══ Materials provided

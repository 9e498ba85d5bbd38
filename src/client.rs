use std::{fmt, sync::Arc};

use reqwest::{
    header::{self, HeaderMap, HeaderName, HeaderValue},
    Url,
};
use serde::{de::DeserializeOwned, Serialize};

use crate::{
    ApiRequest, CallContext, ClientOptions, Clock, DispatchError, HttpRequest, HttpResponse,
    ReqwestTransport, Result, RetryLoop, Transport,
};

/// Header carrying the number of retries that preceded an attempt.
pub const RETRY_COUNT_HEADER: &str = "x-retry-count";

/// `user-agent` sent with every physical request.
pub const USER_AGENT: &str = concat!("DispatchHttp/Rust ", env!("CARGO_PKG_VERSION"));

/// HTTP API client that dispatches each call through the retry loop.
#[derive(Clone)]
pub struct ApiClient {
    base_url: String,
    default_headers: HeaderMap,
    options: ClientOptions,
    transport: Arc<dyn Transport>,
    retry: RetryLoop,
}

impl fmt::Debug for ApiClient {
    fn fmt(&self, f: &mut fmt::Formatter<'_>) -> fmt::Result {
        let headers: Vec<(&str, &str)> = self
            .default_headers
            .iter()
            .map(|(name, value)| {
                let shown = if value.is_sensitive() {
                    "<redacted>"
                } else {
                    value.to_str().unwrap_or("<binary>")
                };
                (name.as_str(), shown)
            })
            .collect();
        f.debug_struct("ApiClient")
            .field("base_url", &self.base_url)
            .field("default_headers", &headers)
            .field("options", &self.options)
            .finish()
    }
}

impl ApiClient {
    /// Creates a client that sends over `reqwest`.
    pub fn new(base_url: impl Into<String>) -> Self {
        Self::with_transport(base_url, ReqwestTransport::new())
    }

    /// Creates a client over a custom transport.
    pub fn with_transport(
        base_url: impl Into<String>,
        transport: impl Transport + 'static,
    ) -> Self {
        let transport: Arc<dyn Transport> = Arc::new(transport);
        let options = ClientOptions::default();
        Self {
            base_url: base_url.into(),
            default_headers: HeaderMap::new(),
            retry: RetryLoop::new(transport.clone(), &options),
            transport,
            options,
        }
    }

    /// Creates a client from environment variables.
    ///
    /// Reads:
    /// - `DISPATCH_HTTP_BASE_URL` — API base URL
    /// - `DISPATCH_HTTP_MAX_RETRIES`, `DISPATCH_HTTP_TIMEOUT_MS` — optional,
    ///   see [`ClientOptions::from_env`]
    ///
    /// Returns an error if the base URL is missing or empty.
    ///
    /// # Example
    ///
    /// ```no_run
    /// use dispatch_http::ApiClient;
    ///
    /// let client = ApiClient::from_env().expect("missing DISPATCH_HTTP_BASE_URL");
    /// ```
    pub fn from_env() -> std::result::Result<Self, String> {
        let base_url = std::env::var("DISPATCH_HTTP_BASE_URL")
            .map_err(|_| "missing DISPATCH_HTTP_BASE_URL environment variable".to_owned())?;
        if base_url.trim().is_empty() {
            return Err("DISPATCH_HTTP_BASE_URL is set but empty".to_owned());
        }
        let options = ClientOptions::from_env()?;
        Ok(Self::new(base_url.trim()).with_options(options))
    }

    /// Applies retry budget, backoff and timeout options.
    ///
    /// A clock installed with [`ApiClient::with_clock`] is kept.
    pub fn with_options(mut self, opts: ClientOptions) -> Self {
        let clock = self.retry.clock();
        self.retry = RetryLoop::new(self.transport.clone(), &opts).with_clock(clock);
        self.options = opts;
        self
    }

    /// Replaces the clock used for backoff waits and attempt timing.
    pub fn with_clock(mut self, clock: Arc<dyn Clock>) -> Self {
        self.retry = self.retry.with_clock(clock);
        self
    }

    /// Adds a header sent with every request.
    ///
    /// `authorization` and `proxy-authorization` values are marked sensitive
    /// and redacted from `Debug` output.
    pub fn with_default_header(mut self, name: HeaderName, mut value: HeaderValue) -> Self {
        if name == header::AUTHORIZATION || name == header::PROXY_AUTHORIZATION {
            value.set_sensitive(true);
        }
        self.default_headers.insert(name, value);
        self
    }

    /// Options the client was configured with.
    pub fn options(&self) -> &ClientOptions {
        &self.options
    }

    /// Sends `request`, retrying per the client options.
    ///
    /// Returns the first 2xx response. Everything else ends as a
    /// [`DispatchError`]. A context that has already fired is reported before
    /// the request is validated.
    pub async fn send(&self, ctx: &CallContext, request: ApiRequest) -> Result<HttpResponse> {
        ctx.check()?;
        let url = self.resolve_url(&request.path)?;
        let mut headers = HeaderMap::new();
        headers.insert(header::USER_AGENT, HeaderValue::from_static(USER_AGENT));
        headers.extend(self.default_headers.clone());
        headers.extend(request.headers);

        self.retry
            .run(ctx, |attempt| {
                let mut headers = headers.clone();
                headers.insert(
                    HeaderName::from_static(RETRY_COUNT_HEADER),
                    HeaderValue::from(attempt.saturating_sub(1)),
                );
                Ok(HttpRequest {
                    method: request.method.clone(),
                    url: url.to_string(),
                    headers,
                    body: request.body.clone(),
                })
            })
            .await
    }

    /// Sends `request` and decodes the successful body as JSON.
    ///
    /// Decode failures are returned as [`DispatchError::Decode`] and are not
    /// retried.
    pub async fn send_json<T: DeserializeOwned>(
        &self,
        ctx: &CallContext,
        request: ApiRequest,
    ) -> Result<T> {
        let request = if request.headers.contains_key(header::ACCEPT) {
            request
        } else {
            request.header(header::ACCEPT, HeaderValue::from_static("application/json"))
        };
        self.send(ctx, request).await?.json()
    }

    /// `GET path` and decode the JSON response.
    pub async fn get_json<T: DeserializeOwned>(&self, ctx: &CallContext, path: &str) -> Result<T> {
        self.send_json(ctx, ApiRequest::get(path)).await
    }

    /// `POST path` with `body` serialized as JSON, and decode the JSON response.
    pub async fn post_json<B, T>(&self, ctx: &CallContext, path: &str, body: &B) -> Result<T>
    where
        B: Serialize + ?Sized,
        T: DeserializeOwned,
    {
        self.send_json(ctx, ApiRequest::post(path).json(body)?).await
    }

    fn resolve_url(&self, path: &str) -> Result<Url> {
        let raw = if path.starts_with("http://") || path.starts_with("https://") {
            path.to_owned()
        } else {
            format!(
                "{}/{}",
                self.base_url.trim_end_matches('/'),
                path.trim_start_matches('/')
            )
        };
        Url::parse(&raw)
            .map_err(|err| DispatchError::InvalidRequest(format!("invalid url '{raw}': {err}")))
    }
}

════
══ Materials provided

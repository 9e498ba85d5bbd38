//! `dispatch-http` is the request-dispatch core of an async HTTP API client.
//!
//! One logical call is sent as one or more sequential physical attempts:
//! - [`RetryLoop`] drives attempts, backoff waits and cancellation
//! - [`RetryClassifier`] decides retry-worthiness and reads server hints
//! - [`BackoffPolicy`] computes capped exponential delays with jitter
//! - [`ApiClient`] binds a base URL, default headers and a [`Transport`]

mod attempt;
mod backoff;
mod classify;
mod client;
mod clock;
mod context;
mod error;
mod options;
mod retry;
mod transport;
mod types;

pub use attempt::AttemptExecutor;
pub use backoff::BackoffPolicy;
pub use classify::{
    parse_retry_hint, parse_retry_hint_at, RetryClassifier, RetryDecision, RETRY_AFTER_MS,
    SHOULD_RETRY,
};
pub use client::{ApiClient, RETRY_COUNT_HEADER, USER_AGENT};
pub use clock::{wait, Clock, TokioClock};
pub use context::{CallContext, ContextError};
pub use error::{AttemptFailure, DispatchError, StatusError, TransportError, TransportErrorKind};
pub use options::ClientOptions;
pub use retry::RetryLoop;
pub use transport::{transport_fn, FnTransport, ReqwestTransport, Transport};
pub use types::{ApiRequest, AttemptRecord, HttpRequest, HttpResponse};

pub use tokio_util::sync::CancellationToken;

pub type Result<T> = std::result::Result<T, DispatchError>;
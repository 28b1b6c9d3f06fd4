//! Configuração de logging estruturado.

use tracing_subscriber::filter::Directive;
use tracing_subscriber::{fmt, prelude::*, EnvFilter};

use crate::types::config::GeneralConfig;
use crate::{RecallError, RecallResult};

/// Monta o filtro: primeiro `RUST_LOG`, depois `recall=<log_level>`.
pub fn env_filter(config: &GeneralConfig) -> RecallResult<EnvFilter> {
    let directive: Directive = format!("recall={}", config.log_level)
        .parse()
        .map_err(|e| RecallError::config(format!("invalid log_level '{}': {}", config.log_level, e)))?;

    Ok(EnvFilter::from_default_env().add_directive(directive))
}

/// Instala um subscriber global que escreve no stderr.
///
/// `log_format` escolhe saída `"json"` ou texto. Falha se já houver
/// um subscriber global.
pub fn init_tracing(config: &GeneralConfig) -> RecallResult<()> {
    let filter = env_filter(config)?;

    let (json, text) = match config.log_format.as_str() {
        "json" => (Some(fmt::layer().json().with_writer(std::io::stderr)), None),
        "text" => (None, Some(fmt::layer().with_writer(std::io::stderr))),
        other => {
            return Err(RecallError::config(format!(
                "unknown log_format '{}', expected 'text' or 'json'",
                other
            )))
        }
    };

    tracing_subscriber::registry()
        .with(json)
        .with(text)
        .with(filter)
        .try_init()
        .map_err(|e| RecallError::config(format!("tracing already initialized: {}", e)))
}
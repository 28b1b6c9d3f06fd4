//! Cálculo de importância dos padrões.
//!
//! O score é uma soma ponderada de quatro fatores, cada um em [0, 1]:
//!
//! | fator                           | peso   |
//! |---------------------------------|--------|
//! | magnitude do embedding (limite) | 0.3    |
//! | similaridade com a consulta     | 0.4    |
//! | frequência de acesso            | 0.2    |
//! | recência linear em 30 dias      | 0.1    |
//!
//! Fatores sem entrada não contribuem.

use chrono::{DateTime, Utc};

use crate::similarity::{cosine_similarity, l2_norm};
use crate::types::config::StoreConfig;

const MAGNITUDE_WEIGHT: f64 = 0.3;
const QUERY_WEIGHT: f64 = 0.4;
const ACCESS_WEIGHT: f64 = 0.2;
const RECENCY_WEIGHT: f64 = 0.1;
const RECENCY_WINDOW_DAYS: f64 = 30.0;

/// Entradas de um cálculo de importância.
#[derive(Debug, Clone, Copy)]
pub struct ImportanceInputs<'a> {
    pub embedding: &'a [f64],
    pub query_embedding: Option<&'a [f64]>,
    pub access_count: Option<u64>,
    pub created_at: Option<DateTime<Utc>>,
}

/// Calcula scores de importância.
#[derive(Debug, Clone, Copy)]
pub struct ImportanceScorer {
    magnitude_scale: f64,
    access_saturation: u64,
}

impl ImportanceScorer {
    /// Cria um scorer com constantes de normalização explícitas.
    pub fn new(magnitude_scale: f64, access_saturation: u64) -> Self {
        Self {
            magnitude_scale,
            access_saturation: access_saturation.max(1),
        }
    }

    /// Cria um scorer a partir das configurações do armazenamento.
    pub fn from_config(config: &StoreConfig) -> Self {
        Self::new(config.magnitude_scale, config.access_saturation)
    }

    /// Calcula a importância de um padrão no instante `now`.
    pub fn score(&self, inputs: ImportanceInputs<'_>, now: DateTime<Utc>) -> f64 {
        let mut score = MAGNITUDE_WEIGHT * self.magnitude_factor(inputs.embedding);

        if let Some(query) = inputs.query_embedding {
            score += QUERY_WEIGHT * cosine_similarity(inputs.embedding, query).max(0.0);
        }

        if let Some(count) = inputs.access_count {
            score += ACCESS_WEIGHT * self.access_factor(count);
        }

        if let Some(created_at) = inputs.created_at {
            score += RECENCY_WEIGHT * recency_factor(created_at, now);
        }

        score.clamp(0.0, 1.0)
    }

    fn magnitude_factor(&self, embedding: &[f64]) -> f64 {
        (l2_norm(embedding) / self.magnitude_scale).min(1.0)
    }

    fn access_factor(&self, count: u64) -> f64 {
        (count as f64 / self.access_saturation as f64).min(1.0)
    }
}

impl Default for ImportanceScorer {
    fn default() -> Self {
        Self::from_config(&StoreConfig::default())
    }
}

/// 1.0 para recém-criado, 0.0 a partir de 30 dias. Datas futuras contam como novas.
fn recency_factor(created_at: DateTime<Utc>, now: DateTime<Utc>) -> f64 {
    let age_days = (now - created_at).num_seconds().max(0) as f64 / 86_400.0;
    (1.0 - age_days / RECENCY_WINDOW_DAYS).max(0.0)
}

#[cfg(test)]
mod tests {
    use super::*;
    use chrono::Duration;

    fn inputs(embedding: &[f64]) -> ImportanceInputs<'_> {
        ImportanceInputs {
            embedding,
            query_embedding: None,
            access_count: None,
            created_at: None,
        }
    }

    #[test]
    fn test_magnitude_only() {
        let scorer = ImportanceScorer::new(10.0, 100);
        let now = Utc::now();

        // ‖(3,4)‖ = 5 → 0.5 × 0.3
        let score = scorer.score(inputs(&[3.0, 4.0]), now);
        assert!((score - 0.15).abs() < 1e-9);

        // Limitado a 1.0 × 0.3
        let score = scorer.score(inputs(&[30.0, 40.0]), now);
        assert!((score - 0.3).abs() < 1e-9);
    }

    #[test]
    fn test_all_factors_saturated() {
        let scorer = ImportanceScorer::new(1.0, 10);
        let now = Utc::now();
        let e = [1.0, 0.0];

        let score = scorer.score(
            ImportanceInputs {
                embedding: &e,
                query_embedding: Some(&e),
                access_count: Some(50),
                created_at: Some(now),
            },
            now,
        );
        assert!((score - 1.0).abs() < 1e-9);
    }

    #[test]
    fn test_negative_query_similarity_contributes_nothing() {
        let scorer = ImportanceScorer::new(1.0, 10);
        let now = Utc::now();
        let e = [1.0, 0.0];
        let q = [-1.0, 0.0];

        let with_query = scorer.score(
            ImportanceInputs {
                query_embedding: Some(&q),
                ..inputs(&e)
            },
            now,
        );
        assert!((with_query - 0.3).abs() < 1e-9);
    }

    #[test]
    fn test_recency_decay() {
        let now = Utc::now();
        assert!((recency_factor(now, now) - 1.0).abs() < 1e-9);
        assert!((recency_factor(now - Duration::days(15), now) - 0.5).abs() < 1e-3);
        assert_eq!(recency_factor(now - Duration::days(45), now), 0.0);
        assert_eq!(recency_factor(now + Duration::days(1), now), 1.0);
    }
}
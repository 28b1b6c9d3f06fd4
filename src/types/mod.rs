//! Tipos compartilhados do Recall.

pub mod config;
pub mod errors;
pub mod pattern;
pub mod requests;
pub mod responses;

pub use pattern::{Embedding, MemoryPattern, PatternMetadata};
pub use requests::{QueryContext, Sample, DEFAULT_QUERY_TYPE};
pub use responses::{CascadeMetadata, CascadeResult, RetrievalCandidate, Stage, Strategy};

════
══ Materials provided

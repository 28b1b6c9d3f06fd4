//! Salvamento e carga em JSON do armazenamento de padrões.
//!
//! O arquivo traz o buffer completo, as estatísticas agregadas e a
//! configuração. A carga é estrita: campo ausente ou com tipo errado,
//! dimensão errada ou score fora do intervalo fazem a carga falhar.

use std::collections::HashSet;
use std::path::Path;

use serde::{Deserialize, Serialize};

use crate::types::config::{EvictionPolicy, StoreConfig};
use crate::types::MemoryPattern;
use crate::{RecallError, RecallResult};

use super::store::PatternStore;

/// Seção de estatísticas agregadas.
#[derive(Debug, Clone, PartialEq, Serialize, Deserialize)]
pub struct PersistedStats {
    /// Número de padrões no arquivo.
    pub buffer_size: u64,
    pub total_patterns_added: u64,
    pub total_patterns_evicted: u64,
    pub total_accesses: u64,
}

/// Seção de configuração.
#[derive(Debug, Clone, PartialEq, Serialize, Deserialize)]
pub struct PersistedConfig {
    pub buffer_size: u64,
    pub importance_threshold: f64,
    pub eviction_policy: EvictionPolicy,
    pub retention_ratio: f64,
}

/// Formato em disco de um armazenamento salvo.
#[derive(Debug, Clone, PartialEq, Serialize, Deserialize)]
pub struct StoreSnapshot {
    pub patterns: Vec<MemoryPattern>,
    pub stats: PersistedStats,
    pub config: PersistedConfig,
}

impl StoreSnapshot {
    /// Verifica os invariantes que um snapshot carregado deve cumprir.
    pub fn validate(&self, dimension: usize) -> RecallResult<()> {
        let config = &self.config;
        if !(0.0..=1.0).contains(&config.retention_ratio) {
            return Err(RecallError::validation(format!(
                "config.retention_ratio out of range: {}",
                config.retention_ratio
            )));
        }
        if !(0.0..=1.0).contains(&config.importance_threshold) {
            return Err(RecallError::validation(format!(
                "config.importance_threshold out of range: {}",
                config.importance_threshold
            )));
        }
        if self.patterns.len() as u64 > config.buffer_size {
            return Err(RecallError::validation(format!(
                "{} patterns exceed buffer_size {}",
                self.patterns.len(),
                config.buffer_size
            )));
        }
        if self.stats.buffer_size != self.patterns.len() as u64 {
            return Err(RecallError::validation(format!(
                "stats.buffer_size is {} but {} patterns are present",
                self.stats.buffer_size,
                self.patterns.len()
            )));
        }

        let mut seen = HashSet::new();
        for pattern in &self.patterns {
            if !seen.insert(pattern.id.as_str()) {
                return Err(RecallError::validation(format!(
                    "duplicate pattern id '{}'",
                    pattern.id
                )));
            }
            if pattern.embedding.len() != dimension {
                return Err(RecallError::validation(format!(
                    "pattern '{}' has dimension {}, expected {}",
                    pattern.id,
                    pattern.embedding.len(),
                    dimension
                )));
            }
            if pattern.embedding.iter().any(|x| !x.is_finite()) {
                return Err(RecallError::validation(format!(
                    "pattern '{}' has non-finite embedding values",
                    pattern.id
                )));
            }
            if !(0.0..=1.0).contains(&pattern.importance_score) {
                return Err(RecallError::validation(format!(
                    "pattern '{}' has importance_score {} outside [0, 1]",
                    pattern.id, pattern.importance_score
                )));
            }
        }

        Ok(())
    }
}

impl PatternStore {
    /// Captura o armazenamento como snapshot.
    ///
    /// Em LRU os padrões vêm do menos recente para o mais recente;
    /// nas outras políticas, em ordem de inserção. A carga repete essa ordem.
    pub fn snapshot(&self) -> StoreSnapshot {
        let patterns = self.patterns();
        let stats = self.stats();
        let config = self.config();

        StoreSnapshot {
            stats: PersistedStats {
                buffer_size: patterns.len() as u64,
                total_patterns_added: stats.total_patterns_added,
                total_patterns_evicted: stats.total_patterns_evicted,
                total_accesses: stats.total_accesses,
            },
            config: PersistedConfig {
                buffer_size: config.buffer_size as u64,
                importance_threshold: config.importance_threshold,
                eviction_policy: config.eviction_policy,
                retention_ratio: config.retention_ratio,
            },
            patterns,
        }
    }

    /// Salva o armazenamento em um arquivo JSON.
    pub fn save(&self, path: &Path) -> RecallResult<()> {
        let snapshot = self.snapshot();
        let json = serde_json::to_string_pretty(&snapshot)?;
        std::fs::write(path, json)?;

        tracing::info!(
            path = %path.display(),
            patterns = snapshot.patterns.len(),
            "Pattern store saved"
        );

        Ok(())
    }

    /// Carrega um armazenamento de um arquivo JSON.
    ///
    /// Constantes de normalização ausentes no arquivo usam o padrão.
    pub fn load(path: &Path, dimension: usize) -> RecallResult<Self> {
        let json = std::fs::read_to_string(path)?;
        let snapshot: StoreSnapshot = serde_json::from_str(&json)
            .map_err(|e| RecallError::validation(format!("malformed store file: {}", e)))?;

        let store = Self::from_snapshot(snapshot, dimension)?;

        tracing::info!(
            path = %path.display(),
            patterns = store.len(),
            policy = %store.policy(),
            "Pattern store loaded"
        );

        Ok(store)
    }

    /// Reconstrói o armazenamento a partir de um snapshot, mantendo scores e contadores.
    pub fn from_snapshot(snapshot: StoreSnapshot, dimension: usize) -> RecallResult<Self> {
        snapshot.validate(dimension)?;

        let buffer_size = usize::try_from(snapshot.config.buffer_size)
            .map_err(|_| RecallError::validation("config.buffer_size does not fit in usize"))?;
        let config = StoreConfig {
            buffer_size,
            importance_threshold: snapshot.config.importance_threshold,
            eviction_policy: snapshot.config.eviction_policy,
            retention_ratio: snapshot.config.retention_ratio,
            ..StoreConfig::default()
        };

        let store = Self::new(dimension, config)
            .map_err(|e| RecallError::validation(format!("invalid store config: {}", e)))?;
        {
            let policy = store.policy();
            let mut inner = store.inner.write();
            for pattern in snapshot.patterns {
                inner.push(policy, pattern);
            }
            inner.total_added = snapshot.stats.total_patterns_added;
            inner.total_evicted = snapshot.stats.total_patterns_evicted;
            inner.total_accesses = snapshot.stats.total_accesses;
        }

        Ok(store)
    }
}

════

*Task:* Copy out every line of the material above that contains the string "opts".

*Your response:*
    pub fn with_options(mut self, opts: ClientOptions) -> Self {
        self.retry = RetryLoop::new(self.transport.clone(), &opts).with_clock(clock);
        self.options = opts;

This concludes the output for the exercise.